→ What needs to be done: From the material below, copy every line in which the word "impl" occurs.

→ Data provided:

BEGIN

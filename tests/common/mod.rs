#![allow(dead_code)]

use std::sync::atomic::{AtomicUsize, Ordering};
use std::sync::Arc;

use anyhow::Result;
use async_trait::async_trait;
use axum::body::Body;
use axum::http::{header::CONTENT_TYPE, Method, Request, StatusCode};
use axum::Router;
use docrest_api::api::Envelope;
use docrest_api::store::{Document, DocumentStore, MemoryStore, StoreError, StoreQuery};
use docrest_api::{build_app, AppConfig, ServiceDefinition};
use serde_json::{Map, Value};
use tower::ServiceExt;

pub const SERVICE_YAML: &str = r#"
collections:
  users:
    documentAttributes: [name, email]
  scores:
    documentAttributes: [player, points, city]
actions:
  - { collection: users, endpoint: /users, request: { type: GET } }
  - { collection: users, endpoint: "/users/:id", request: { type: GET, paramKey: id } }
  - { collection: users, endpoint: /users, request: { type: POST } }
  - { collection: users, endpoint: "/users/:id", request: { type: PUT, paramKey: id } }
  - { collection: users, endpoint: "/users/:id", request: { type: PATCH, paramKey: id } }
  - { collection: users, endpoint: "/users/:id", request: { type: DELETE, paramKey: id } }
  - { collection: users, endpoint: /users/bulk, request: { type: PUT, paramKey: id } }
  - collection: scores
    endpoint: /scores/top
    request:
      type: GET
      query: { orderBy: points, order: desc, limit: 2 }
  - collection: scores
    endpoint: /scores/high
    request:
      type: GET
      query: { attribute: points, operator: ">=", value: 50 }
  - collection: scores
    endpoint: "/scores/city/:city"
    request:
      type: GET
      paramKey: city
      query: { orderBy: points, order: asc }
  - collection: scores
    endpoint: "/scores/not-city/:city"
    request:
      type: GET
      paramKey: city
      query: { operator: "!=", orderBy: points, order: asc }
  - { collection: users, endpoint: /users/lookup, request: { type: GET, paramKey: id } }
  - { collection: users, endpoint: /users/remove, request: { type: DELETE, paramKey: id } }
"#;

pub fn definition() -> ServiceDefinition {
    ServiceDefinition::from_yaml_str(SERVICE_YAML).expect("test definition parses")
}

pub fn fields(value: Value) -> Map<String, Value> {
    value.as_object().cloned().expect("object literal")
}

/// Memory store that counts every operation issued through the trait.
#[derive(Default)]
pub struct RecordingStore {
    pub inner: MemoryStore,
    calls: AtomicUsize,
}

impl RecordingStore {
    pub fn calls(&self) -> usize {
        self.calls.load(Ordering::SeqCst)
    }

    fn record(&self) {
        self.calls.fetch_add(1, Ordering::SeqCst);
    }
}

#[async_trait]
impl DocumentStore for RecordingStore {
    async fn get(&self, collection: &str, query: &StoreQuery) -> Result<Vec<Document>, StoreError> {
        self.record();
        self.inner.get(collection, query).await
    }

    async fn get_by_id(&self, collection: &str, id: &str) -> Result<Option<Document>, StoreError> {
        self.record();
        self.inner.get_by_id(collection, id).await
    }

    async fn add(&self, collection: &str, fields: Map<String, Value>) -> Result<String, StoreError> {
        self.record();
        self.inner.add(collection, fields).await
    }

    async fn set(&self, collection: &str, id: &str, fields: Map<String, Value>) -> Result<(), StoreError> {
        self.record();
        self.inner.set(collection, id, fields).await
    }

    async fn update(&self, collection: &str, id: &str, fields: Map<String, Value>) -> Result<(), StoreError> {
        self.record();
        self.inner.update(collection, id, fields).await
    }

    async fn delete(&self, collection: &str, id: &str) -> Result<(), StoreError> {
        self.record();
        self.inner.delete(collection, id).await
    }
}

/// Store whose every operation fails with the same message.
pub struct FailingStore(pub &'static str);

#[async_trait]
impl DocumentStore for FailingStore {
    async fn get(&self, _: &str, _: &StoreQuery) -> Result<Vec<Document>, StoreError> {
        Err(StoreError::Unavailable(self.0.to_string()))
    }

    async fn get_by_id(&self, _: &str, _: &str) -> Result<Option<Document>, StoreError> {
        Err(StoreError::Unavailable(self.0.to_string()))
    }

    async fn add(&self, _: &str, _: Map<String, Value>) -> Result<String, StoreError> {
        Err(StoreError::Unavailable(self.0.to_string()))
    }

    async fn set(&self, _: &str, _: &str, _: Map<String, Value>) -> Result<(), StoreError> {
        Err(StoreError::Unavailable(self.0.to_string()))
    }

    async fn update(&self, _: &str, _: &str, _: Map<String, Value>) -> Result<(), StoreError> {
        Err(StoreError::Unavailable(self.0.to_string()))
    }

    async fn delete(&self, _: &str, _: &str) -> Result<(), StoreError> {
        Err(StoreError::Unavailable(self.0.to_string()))
    }

    async fn health_check(&self) -> Result<(), StoreError> {
        Err(StoreError::Unavailable(self.0.to_string()))
    }
}

pub fn app_with(store: Arc<dyn DocumentStore>) -> Router {
    build_app(&AppConfig::default(), definition(), store).expect("test definition installs")
}

/// Sends one request through the router and decodes the envelope.
/// Every generated route answers 200, so that is asserted here.
pub async fn send(app: &Router, method: Method, uri: &str, body: Option<Value>) -> Result<Envelope> {
    let mut builder = Request::builder().method(method).uri(uri);
    let body = match body {
        Some(value) => {
            builder = builder.header(CONTENT_TYPE, "application/json");
            Body::from(serde_json::to_vec(&value)?)
        }
        None => Body::empty(),
    };

    let response = app.clone().oneshot(builder.body(body)?).await?;
    assert_eq!(response.status(), StatusCode::OK, "unexpected status for {}", uri);

    let bytes = axum::body::to_bytes(response.into_body(), usize::MAX).await?;
    Ok(serde_json::from_slice(&bytes)?)
}

pub fn message(envelope: &Envelope) -> &str {
    envelope.message.as_deref().unwrap_or_default()
}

END

→ Response area:
impl RecordingStore {
impl DocumentStore for RecordingStore {
impl DocumentStore for FailingStore {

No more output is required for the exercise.